Physiology of Spontaneous Ventilation with an Open
Chest
Mediastinal Shift
An examination of the physiology of the open chest during spontaneous
ventilation reveals why controlled positive-pressure ventilation is the only practical
way to provide adequate gas exchange during thoracotomy. In a spontaneously breathing,
closed-chest patient in the LDP, gravity causes the pleural pressure in the dependent
hemithorax to be less negative than in the nondependent hemithorax,
but there is still negative pressure in each hemithorax on each side of the mediastinum.
In addition, the weight of the mediastinum causes some compression of the lower
lung, thereby contributing to the pleural pressure gradient. With the nondependent
hemithorax open, atmospheric pressure in that cavity exceeds the negative pleural
pressure in the dependent hemithorax; this imbalance in pressure on the two sides
of the mediastinum causes further downward displacement of the mediastinum into the
dependent thorax. During inspiration, the caudad movement of the dependent lung
diaphragm increases the negative pressure in the dependent lung and causes a still
further displacement of the mediastinum into the dependent hemithorax. During expiration,
as the dependent lung diaphragm moves cephalad, the pressure in the dependent hemithorax
becomes relatively positive, and the mediastinum is pushed upward out of the dependent
hemithorax ( Fig. 49-8
).
Thus, the tidal volume in the dependent lung is decreased by an amount equal to
the inspiratory displacement caused by mediastinal movement. This phenomenon is
called mediastinal shift and is one mechanism that results in impaired ventilation
in an open-chest, spontaneously breathing patient in the LDP. The mediastinal shift
can also cause circulatory changes (decreased venous return) and reflexes (sympathetic
activation) that result in a clinical picture similar to shock: the patient is hypotensive,
pale, and
Figure 49-8
Schematic representation of mediastinal shift and paradoxical
respiration in a spontaneously ventilating patient with an open chest who is placed
in the lateral decubitus position. The open chest is always exposed to atmospheric
pressure (+). During inspiration, negative pressure (-) in the intact hemithorax
causes the mediastinum to move downward (mediastinal shift). In addition, during
inspiration, movement of gas from the nondependent lung in the open hemithorax into
the dependent lung in the closed hemithorax and movement of air from the environment
into the open hemithorax cause the lung in the open hemithorax to collapse (paradoxical
respiration). During expiration, relative positive (+) pressure in the closed hemithorax
causes the mediastinum to move upward (mediastinal shift). In addition, during expiration,
gas moves from the dependent lung to the nondependent lung and from the open hemithorax
to the environment; consequently, the nondependent lung expands during expiration
(paradoxical respiration). (From Benumof JL: Anesthesia for Thoracic Surgery.

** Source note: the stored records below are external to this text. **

use super::error::PathError;
use super::types::Cell;
use rustc_hash::FxHashSet;
use std::sync::atomic::{AtomicBool, AtomicUsize, Ordering};
use std::sync::Arc;

/// The part of a path the navigator keeps watching after delivery.
///
/// Shared between the agent-owned [`Path`] and the service's live-path
/// registry (as a `Weak`), so invalidation never needs to reach the agent.
#[derive(Debug)]
pub(crate) struct PathTrack {
    /// Swept cells of every segment, in travel order. Segment `i` runs from
    /// `footprint[segment_starts[i]]` to the end of its slice.
    footprint: Vec<Cell>,
    segment_starts: Vec<usize>,
    /// Mirrors the owner's cursor.
    progress: AtomicUsize,
    valid: AtomicBool,
}

impl PathTrack {
    pub(crate) fn new(footprint: Vec<Cell>, segment_starts: Vec<usize>, progress: usize) -> Self {
        Self {
            footprint,
            segment_starts,
            progress: AtomicUsize::new(progress),
            valid: AtomicBool::new(true),
        }
    }

    /// Footprint of the segment being walked and everything after it.
    pub(crate) fn remaining_footprint(&self) -> &[Cell] {
        if self.segment_starts.is_empty() {
            return &self.footprint;
        }
        let segment = self.progress.load(Ordering::Relaxed).max(1) - 1;
        match self.segment_starts.get(segment) {
            Some(&start) => &self.footprint[start..],
            None => &[],
        }
    }

    pub(crate) fn crosses(&self, cells: &FxHashSet<Cell>) -> bool {
        self.remaining_footprint().iter().any(|c| cells.contains(c))
    }

    /// Clear the validity flag. Returns true if it was set.
    pub(crate) fn invalidate(&self) -> bool {
        self.valid.swap(false, Ordering::AcqRel)
    }

    pub(crate) fn is_valid(&self) -> bool {
        self.valid.load(Ordering::Acquire)
    }
}

/// Where an agent stands with respect to its path.
#[derive(Clone, Copy, Debug, PartialEq, Eq)]
pub enum PathStatus {
    Following,
    Arrived,
    /// Blocked after delivery; re-request.
    Invalid,
}

/// A delivered route: smoothed waypoints plus a cursor.
///
/// `waypoints()[0]` is the start cell. The cursor points at the next
/// waypoint to reach, so a fresh path's [`Path::current`] is the first
/// waypoint after the start. The owner advances it; the navigator only ever
/// clears the validity flag.
///
/// ```rust
/// use colony_nav::config::NavConfig;
/// use colony_nav::pathfinding::{Cell, Navigator, Walker};
/// use colony_nav::structures::WalkabilityGrid;
/// use std::sync::{Arc, Mutex};
///
/// let config = NavConfig { worker_count: 0, ..Default::default() };
/// let mut nav = Navigator::new(WalkabilityGrid::new(5, 5), config);
/// let slot = Arc::new(Mutex::new(None));
/// let sink = Arc::clone(&slot);
/// nav.request_path(Cell::new(0, 0), Cell::new(4, 4), Walker::default(), move |result| {
///     *sink.lock().unwrap() = Some(result);
/// });
/// nav.pump();
///
/// let mut path = slot.lock().unwrap().take().unwrap().unwrap();
/// assert_eq!(path.current(), Some(Cell::new(4, 4)));
/// path.advance();
/// assert!(path.is_at_end());
/// ```
#[derive(Debug)]
pub struct Path {
    waypoints: Vec<Cell>,
    cells: Vec<Cell>,
    cursor: usize,
    track: Arc<PathTrack>,
}

impl Path {
    pub(crate) fn new(waypoints: Vec<Cell>, cells: Vec<Cell>, footprint: Vec<Cell>, segment_starts: Vec<usize>) -> Self {
        let cursor = 1.min(waypoints.len());
        let track = Arc::new(PathTrack::new(footprint, segment_starts, cursor));
        Self {
            waypoints,
            cells,
            cursor,
            track,
        }
    }

    pub(crate) fn track(&self) -> &Arc<PathTrack> {
        &self.track
    }

    /// Next waypoint to reach. `None` once arrived.
    pub fn current(&self) -> Option<Cell> {
        self.waypoints.get(self.cursor).copied()
    }

    /// Mark the current waypoint as reached and return the next one.
    pub fn advance(&mut self) -> Option<Cell> {
        if self.cursor < self.waypoints.len() {
            self.cursor += 1;
            self.track.progress.store(self.cursor, Ordering::Relaxed);
        }
        self.current()
    }

    pub fn is_at_end(&self) -> bool {
        self.cursor >= self.waypoints.len()
    }

    pub fn is_valid(&self) -> bool {
        self.track.is_valid()
    }

    /// `Err(InvalidatedMidFlight)` once the path was invalidated.
    pub fn check(&self) -> Result<(), PathError> {
        if self.is_valid() {
            Ok(())
        } else {
            Err(PathError::InvalidatedMidFlight)
        }
    }

    /// Waypoints not yet reached.
    pub fn remaining_length(&self) -> usize {
        self.waypoints.len() - self.cursor
    }

    pub fn status(&self) -> PathStatus {
        if !self.is_valid() {
            PathStatus::Invalid
        } else if self.is_at_end() {
            PathStatus::Arrived
        } else {
            PathStatus::Following
        }
    }

    /// All smoothed waypoints, start included.
    pub fn waypoints(&self) -> &[Cell] {
        &self.waypoints
    }

    /// Unsmoothed cell-by-cell route found by the search.
    pub fn cells(&self) -> &[Cell] {
        &self.cells
    }

    pub fn smooth_len(&self) -> usize {
        self.waypoints.len()
    }

    /// Cells swept by the segments still to walk.
    pub fn remaining_footprint(&self) -> &[Cell] {
        self.track.remaining_footprint()
    }
}
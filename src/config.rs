use serde::{Deserialize, Serialize};
use std::fmt;
use std::path::Path;
use tracing::{error, info};

/// Default location of the navigation config, relative to the working directory.
pub const DEFAULT_CONFIG_PATH: &str = "assets/nav_config.ron";

/// Static navigation configuration, loaded once when a world session starts.
///
/// These values shape the search results (diagonal rule, heuristic weight), so
/// they must not change while a session is running: two sessions replaying the
/// same edits with the same config produce the same routes.
#[derive(Deserialize, Serialize, Clone, Debug, PartialEq)]
#[serde(default)]
pub struct NavConfig {
    /// Number of search worker threads. `0` runs searches inline during `pump`.
    pub worker_count: usize,
    /// Allow 8-connected movement. When false the graph is 4-connected.
    pub diagonal_movement: bool,
    /// Heuristic weight for weighted A*. `1.0` gives optimal routes.
    pub heuristic_weight: f32,
    /// Node expansion budget per search. Exceeding it fails the search with `NoPath`.
    pub max_search_nodes: usize,
    /// Collapse collinear waypoints and shortcut along clear lines of sight.
    pub smoothing: bool,
    /// Searches slower than this are logged with `warn!`.
    pub slow_search_warn_ms: u64,
    /// Warn when more than this many requests are queued or running.
    pub high_pending_warn: usize,
}

impl Default for NavConfig {
    fn default() -> Self {
        Self {
            worker_count: 2,
            diagonal_movement: true,
            heuristic_weight: 1.0,
            max_search_nodes: 250_000,
            smoothing: true,
            slow_search_warn_ms: 50,
            high_pending_warn: 256,
        }
    }
}

#[derive(Debug)]
pub enum ConfigError {
    Io(std::io::Error),
    Parse(ron::error::SpannedError),
}

impl fmt::Display for ConfigError {
    fn fmt(&self, f: &mut fmt::Formatter<'_>) -> fmt::Result {
        match self {
            Self::Io(e) => write!(f, "failed to read config: {e}"),
            Self::Parse(e) => write!(f, "failed to parse config: {e}"),
        }
    }
}

impl std::error::Error for ConfigError {
    fn source(&self) -> Option<&(dyn std::error::Error + 'static)> {
        match self {
            Self::Io(e) => Some(e),
            Self::Parse(e) => Some(e),
        }
    }
}

impl From<std::io::Error> for ConfigError {
    fn from(e: std::io::Error) -> Self {
        Self::Io(e)
    }
}

impl From<ron::error::SpannedError> for ConfigError {
    fn from(e: ron::error::SpannedError) -> Self {
        Self::Parse(e)
    }
}

impl NavConfig {
    /// Parse a config from RON text. Missing fields take their default values.
    pub fn from_ron(contents: &str) -> Result<Self, ConfigError> {
        Ok(ron::from_str::<NavConfig>(contents)?)
    }

    pub fn try_load(path: impl AsRef<Path>) -> Result<Self, ConfigError> {
        let contents = std::fs::read_to_string(path)?;
        Self::from_ron(&contents)
    }

    /// Load the config, falling back to defaults on any error.
    pub fn load_or_default(path: impl AsRef<Path>) -> Self {
        let path = path.as_ref();
        match Self::try_load(path) {
            Ok(config) => {
                info!("Loaded nav config from {}", path.display());
                config
            }
            Err(e) => {
                error!("{} ({})", e, path.display());
                error!("Using default NavConfig");
                Self::default()
            }
        }
    }
}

Philadelphia, WB Saunders, 1987.)
cold, with dilated pupils. Local anesthetic infiltration of the pulmonary plexus
at the hilum and the vagus nerve can diminish these reflexes. More practically,
controlled positive-pressure ventilation abolishes these ventilatory and circulatory
changes associated with mediastinal shift.
Paradoxical Respiration
When the pleural cavity is exposed to atmospheric pressure, the
lung is no longer held open by negative intrapleural pressure, and it tends to collapse
because of unopposed elastic recoil.[225]
Thus,
the lung in an open chest is at least partially collapsed. It has long been observed
during spontaneous ventilation with an open hemithorax that lung collapse is accentuated
during inspiration and, conversely, the lung expands during expiration. This reversal
of lung movement during respiration with an open chest has been termed paradoxical
respiration. The mechanism of paradoxical respiration is similar to that of mediastinal
shift. During inspiration, the descent of the diaphragm on the side of the open
hemithorax causes air from the environment to enter the pleural cavity on that side
through the thoracotomy opening and fill the space around the exposed lung. The
descent of the hemidiaphragm on the closed-chest side causes gas to enter the closed-chest
lung in the normal manner. However, gas also enters the closed-chest lung (which
has a relatively negative pressure) from the open-chest lung (which remains at atmospheric
pressure), which results in a further reduction in the size of the open-chest lung
during inspiration. During expiration the reverse occurs, with the collapsed, open-chest
lung filling from the intact lung and air moving back out of the exposed hemithorax
through the thoracotomy incision. The phenomenon of paradoxical respiration is illustrated
in Figure 49-8
. Paradoxical
breathing is increased by a large thoracotomy and by increased airway resistance
in the intact lung. Paradoxical respiration may be prevented either by manual collapse
of the open-chest lung or, more commonly, by controlled positive-pressure ventilation.